▶

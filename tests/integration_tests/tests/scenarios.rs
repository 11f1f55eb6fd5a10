// Copyright 2021 Rayhaan Jaufeerally.
//
// Licensed under the Apache License, Version 2.0 (the "License");
// you may not use this file except in compliance with the License.
// You may obtain a copy of the License at
//
//      http://www.apache.org/licenses/LICENSE-2.0
//
// Unless required by applicable law or agreed to in writing, software
// distributed under the License is distributed on an "AS IS" BASIS,
// WITHOUT WARRANTIES OR CONDITIONS OF ANY KIND, either express or implied.
// See the License for the specific language governing permissions and
// limitations under the License.

use std::net::Ipv4Addr;

use integration_tests::{fragments, init, Fixture, LOCAL_ASN};
use pretty_assertions::assert_eq;
use routeplan_policy::constraints::{self, Bound, ConstraintKey, Dimension};
use routeplan_policy::matrix;
use routeplan_policy::resolver::Attribute;
use routeplan_policy::schema::{
    AcceptOption, AddressFamily, PeerAttributes, PeerType, RedistributeOption,
};
use routeplan_policy::{compile_str, CompileError, ListKind, RuntimeLists, StateFile};

fn peer_asn(peer_type: PeerType) -> u32 {
    if peer_type.is_internal() {
        LOCAL_ASN
    } else {
        65100
    }
}

/// Fragments every peer of a type needs to validate.
fn baseline(peer_type: PeerType) -> Vec<PeerAttributes> {
    if peer_type.is_route_reflection() {
        vec![fragments::rr_cluster_id(Ipv4Addr::new(0, 0, 0, 1))]
    } else {
        vec![]
    }
}

/// A fragment that sets an attribute, for the attributes the peer type rules
/// can forbid.
fn setting(attribute: Attribute) -> PeerAttributes {
    let mut attrs = PeerAttributes::default();
    match attribute {
        Attribute::Accept(option) => {
            attrs.accept.insert(option, true);
        }
        Attribute::Redistribute(option) => {
            attrs.redistribute.insert(option, true);
        }
        Attribute::FilterPrefixes => {
            attrs.filter.prefixes = Some(vec!["100.64.0.0/16".parse().unwrap()])
        }
        Attribute::FilterAsns => attrs.filter.asns = Some(vec![65101]),
        Attribute::FilterAsSets => attrs.filter.as_sets = Some(vec!["AS-EXAMPLE".to_string()]),
        Attribute::ReplaceAspath => attrs.replace_aspath = Some(true),
        Attribute::PrefixLimit(AddressFamily::Ipv4) => attrs.prefix_limit4 = Some(100),
        Attribute::PrefixLimit(AddressFamily::Ipv6) => attrs.prefix_limit6 = Some(100),
        Attribute::BlackholeCommunity => {
            attrs.blackhole_community = Some(vec!["65100:666:0".parse().unwrap()])
        }
        Attribute::IncomingLargeCommunities => {
            attrs.incoming_large_communities = Some(vec!["65000:3:2".parse().unwrap()])
        }
        Attribute::Constraint(key) => {
            attrs.constraints.insert(key, constraints::schema_default(&key));
        }
        other => panic!("no fixture setting for '{}'", other),
    }
    attrs
}

#[test]
fn test_routecollector_default_export() {
    init();
    let fixture = Fixture::new().peer(
        "rc1",
        65100,
        PeerType::RouteCollector,
        &[fragments::redistribute(&[(RedistributeOption::Default, true)])],
    );
    assert_eq!(
        fixture.failures(&RuntimeLists::default()),
        vec!["Having 'redistribute[default]' as True for peer 'rc1' with type 'routecollector' makes no sense"]
    );
}

#[test]
fn test_routeserver_default_accept() {
    init();
    let fixture = Fixture::new().peer(
        "rs1",
        65100,
        PeerType::RouteServer,
        &[fragments::accept(&[(AcceptOption::Default, true)])],
    );
    assert_eq!(
        fixture.failures(&RuntimeLists::default()),
        vec!["Having 'accept[default]' as True for peer 'rs1' with type 'routeserver' makes no sense"]
    );
}

#[test]
fn test_peer_customer_blackhole_accept() {
    init();
    let fixture = Fixture::new().peer(
        "e1",
        65100,
        PeerType::Peer,
        &[fragments::accept(&[(AcceptOption::BgpCustomerBlackhole, true)])],
    );
    assert_eq!(
        fixture.failures(&RuntimeLists::default()),
        vec!["Having 'accept[bgp_customer_blackhole]' as True for peer 'e1' with type 'peer' makes no sense"]
    );
}

#[test]
fn test_customer_default_static_routes() {
    init();
    let document = Fixture::new()
        .static_route("0.0.0.0/0 via 100.101.0.2")
        .static_route("::/0 via fc00:101::2")
        .peer(
            "c1",
            65100,
            PeerType::Customer,
            &[fragments::redistribute(&[
                (RedistributeOption::Default, true),
                (RedistributeOption::Static, true),
            ])],
        )
        .compile(&RuntimeLists::default())
        .unwrap();

    let c1 = document.peer("c1").unwrap();
    assert!(c1.redistribution.default_route);
    let routes: Vec<String> = c1
        .redistribution
        .static_routes
        .iter()
        .map(|r| r.to_string())
        .collect();
    assert_eq!(routes, vec!["0.0.0.0/0 via 100.101.0.2", "::/0 via fc00:101::2"]);
}

#[test]
fn test_route_reflection_requires_cluster_id() {
    init();
    let fixture = Fixture::new()
        .peer("r2", LOCAL_ASN, PeerType::RrClient, &[])
        .peer("r3", LOCAL_ASN, PeerType::RrServer, &[]);
    assert_eq!(
        fixture.failures(&RuntimeLists::default()),
        vec![
            "Peer 'r2' with type 'rrclient' requires 'rr_cluster_id' to be set",
            "Peer 'r3' with type 'rrserver' requires 'rr_cluster_id' to be set",
        ]
    );

    let fixture = fixture.global(&[fragments::rr_cluster_id(Ipv4Addr::new(0, 0, 0, 1))]);
    let document = fixture.compile(&RuntimeLists::default()).unwrap();
    assert_eq!(
        document.peer("r2").unwrap().rr_cluster_id,
        Some(Ipv4Addr::new(0, 0, 0, 1))
    );
}

#[test]
fn test_every_type_validates_with_defaults() {
    init();
    for peer_type in PeerType::ALL {
        let fixture = Fixture::new().peer("n1", peer_asn(peer_type), peer_type, &baseline(peer_type));
        assert!(
            fixture.compile(&RuntimeLists::default()).is_ok(),
            "{} does not validate with its own defaults",
            peer_type
        );
    }
}

#[test]
fn test_every_forbidden_attribute_fails_once() {
    init();
    for peer_type in PeerType::ALL {
        for attribute in Attribute::all() {
            if !matrix::is_forbidden(peer_type, attribute) {
                continue;
            }
            let mut layers = baseline(peer_type);
            layers.push(setting(attribute));
            let fixture = Fixture::new().peer("n1", peer_asn(peer_type), peer_type, &layers);
            assert_eq!(
                fixture.failures(&RuntimeLists::default()),
                vec![matrix::forbidden_message(attribute, "n1", peer_type)],
                "{} on {}",
                attribute,
                peer_type
            );
        }
    }
}

#[test]
fn test_override_precedence() {
    init();
    let fixture = Fixture::new()
        .global(&[fragments::passive(true)])
        .peer("c1", 65100, PeerType::Customer, &[])
        .peer("r2", LOCAL_ASN, PeerType::Internal, &[])
        .peer("r3", LOCAL_ASN, PeerType::RrClient, &[
            fragments::rr_cluster_id(Ipv4Addr::new(0, 0, 0, 1)),
        ])
        .peer("r4", LOCAL_ASN, PeerType::RrServer, &[
            fragments::rr_cluster_id(Ipv4Addr::new(0, 0, 0, 1)),
            fragments::passive(false),
            fragments::passive(true),
        ]);
    let document = fixture.compile(&RuntimeLists::default()).unwrap();

    // Global applies where no peer type default exists.
    assert!(document.peer("c1").unwrap().passive);
    assert!(document.peer("r2").unwrap().passive);
    // The peer type default is more specific than the global value.
    assert!(!document.peer("r3").unwrap().passive);
    // Later fragments override earlier ones, and the peer beats everything.
    assert!(document.peer("r4").unwrap().passive);
}

#[test]
fn test_inverted_constraints_are_rejected() {
    init();
    let mut attrs = PeerAttributes::default();
    attrs.constraints.insert(
        ConstraintKey::new(Dimension::AsPathImport, Bound::Min, None),
        Some(50),
    );
    attrs.constraints.insert(
        ConstraintKey::new(Dimension::AsPathImport, Bound::Max, None),
        Some(10),
    );
    let fixture = Fixture::new().peer("t1", 65100, PeerType::Transit, &[attrs]);
    assert_eq!(
        fixture.failures(&RuntimeLists::default()),
        vec!["Having 'constraints[aspath_import_minlen]' greater than 'constraints[aspath_import_maxlen]' for peer 't1' with type 'transit' makes no sense"]
    );
}

#[test]
fn test_negative_ceiling() {
    init();
    let text = r#"
router_id: 0.0.0.1
bgp:
  asn: 65000
  constraints:
    large_community_maxlen: -1
  peers:
    t1:
      asn: 65100
      peer_type: transit
"#;
    match compile_str(text, &RuntimeLists::default()) {
        Err(CompileError::Validation(errors)) => assert_eq!(
            errors.messages(),
            vec!["Constraint 'constraints[large_community_maxlen]' for peer 't1' must be a non-negative integer"]
        ),
        other => panic!("unexpected result: {:?}", other),
    }
}

#[test]
fn test_global_blackhole_bound_with_transit_peer() {
    init();
    let text = r#"
router_id: 0.0.0.1
bgp:
  asn: 65000
  constraints:
    blackhole_import_maxlen4: 31
  peers:
    c1:
      asn: 65001
      peer_type: customer
    t1:
      asn: 65100
      peer_type: transit
"#;
    let document = compile_str(text, &RuntimeLists::default()).unwrap();
    let blackhole4 = document
        .peer("c1")
        .unwrap()
        .constraints
        .iter()
        .find(|c| {
            c.dimension == Dimension::BlackholeImport && c.family == Some(AddressFamily::Ipv4)
        })
        .cloned()
        .unwrap();
    assert_eq!(blackhole4.maxlen, Some(31));
}

#[test]
fn test_output_is_deterministic() {
    init();
    let build = |order: &[&str]| {
        let mut fixture = Fixture::new()
            .static_route("10.0.0.0/8 via 100.101.0.3")
            .global(&[fragments::rr_cluster_id(Ipv4Addr::new(0, 0, 0, 1))]);
        for name in order {
            let peer_type = match *name {
                "c1" => PeerType::Customer,
                "t1" => PeerType::Transit,
                _ => PeerType::RrClient,
            };
            fixture = fixture.peer(name, peer_asn(peer_type), peer_type, &[]);
        }
        fixture
            .compile(&RuntimeLists::default())
            .unwrap()
            .to_json()
            .unwrap()
    };
    let first = build(&["c1", "t1", "r2"]);
    assert_eq!(first, build(&["c1", "t1", "r2"]));
    assert_eq!(first, build(&["r2", "t1", "c1"]));
}

#[test]
fn test_yaml_end_to_end() {
    init();
    let text = r#"
router_id: 0.0.0.1
static:
  - 0.0.0.0/0 via 100.101.0.2
  - 192.0.2.0/24 blackhole
tables:
  rip:
    export_kernel: false
ospf:
  redistribute:
    kernel: true
  interfaces:
    eth0: {}
bgp:
  asn: 65000
  peers:
    c1:
      asn: 65001
      peer_type: customer
      description: Example customer
      neighbor4: 192.0.2.1
      location: 10
      accept:
        bgp_customer_blackhole: true
      filter:
        asns: [65001]
    t1:
      asn: 65002
      peer_type: transit
      accept:
        default: true
"#;
    let document = compile_str(text, &RuntimeLists::default()).unwrap();
    let json: serde_json::Value = serde_json::from_str(&document.to_json().unwrap()).unwrap();

    assert_eq!(json["router_id"], "0.0.0.1");
    assert_eq!(json["asn"], 65000);
    assert_eq!(
        json["protocols"],
        serde_json::json!(["bgp", "kernel", "ospf", "static"])
    );
    assert_eq!(json["kernel_export"]["sources"]["rip"], false);
    assert_eq!(json["kernel_export"]["sources"]["ospf"], true);

    let ospf = &json["igps"][0];
    assert_eq!(ospf["table"], "ospf");
    assert_eq!(ospf["interfaces"], serde_json::json!(["eth0"]));
    assert_eq!(
        ospf["redistribution"]["rules"][0]["exclude_origins"],
        serde_json::json!(["bgp", "ospf", "static"])
    );

    let c1 = document.peer("c1").unwrap();
    assert_eq!(c1.acceptance.local_pref, Some(750));
    assert!(c1.acceptance.blackhole);
    assert_eq!(c1.filter.asns, vec![65001]);
    assert!(c1
        .communities
        .rules
        .iter()
        .any(|r| r.to_string() == "65000:7:10"));

    let t1 = document.peer("t1").unwrap();
    assert!(t1.acceptance.default_route);
    assert_eq!(t1.acceptance.local_pref, Some(150));
    assert!(t1.communities.strip_own_inbound);
}

#[test]
fn test_runtime_lists() {
    init();
    let dir = tempfile::tempdir().unwrap();
    let state = StateFile::new(dir.path().join("state.json"));
    state.add(ListKind::Quarantine, "c1").unwrap();
    state.add(ListKind::Quarantine, "c1").unwrap();
    state.add(ListKind::GracefulShutdown, "t*").unwrap();
    state.remove(ListKind::GracefulShutdown, "missing").unwrap();
    let lists = state.load().unwrap();
    assert_eq!(lists.quarantine.list(), vec!["c1"]);

    let fixture = Fixture::new()
        .static_route("10.0.0.0/8 via 100.101.0.3")
        .peer(
            "c1",
            65100,
            PeerType::Customer,
            &[fragments::redistribute(&[(RedistributeOption::Static, true)])],
        )
        .peer("t1", 65200, PeerType::Transit, &[]);
    let document = fixture.compile(&lists).unwrap();

    let c1 = document.peer("c1").unwrap();
    assert!(c1.quarantine);
    assert!(c1.acceptance.reject_all);
    assert!(c1.redistribution.rules.is_empty());
    assert!(c1.redistribution.static_routes.is_empty());

    let t1 = document.peer("t1").unwrap();
    assert!(t1.graceful_shutdown);
    assert_eq!(t1.acceptance.local_pref, Some(0));
    assert_eq!(t1.communities.graceful_shutdown.as_deref(), Some("65535:0"));

    // The compile reads the lists but never changes them.
    assert_eq!(state.load().unwrap(), lists);
}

◀

> _What is expected_
The response must consist solely of the lines from the top of the records through the line holding "the License at", copied word for word.

> _Solution for this problem_
filename tests/integration_tests/tests/scenarios.rs
repository 11f1f55eb6fd5a10
// Copyright 2021 Rayhaan Jaufeerally.
//
// Licensed under the Apache License, Version 2.0 (the "License");
// you may not use this file except in compliance with the License.
// You may obtain a copy of the License at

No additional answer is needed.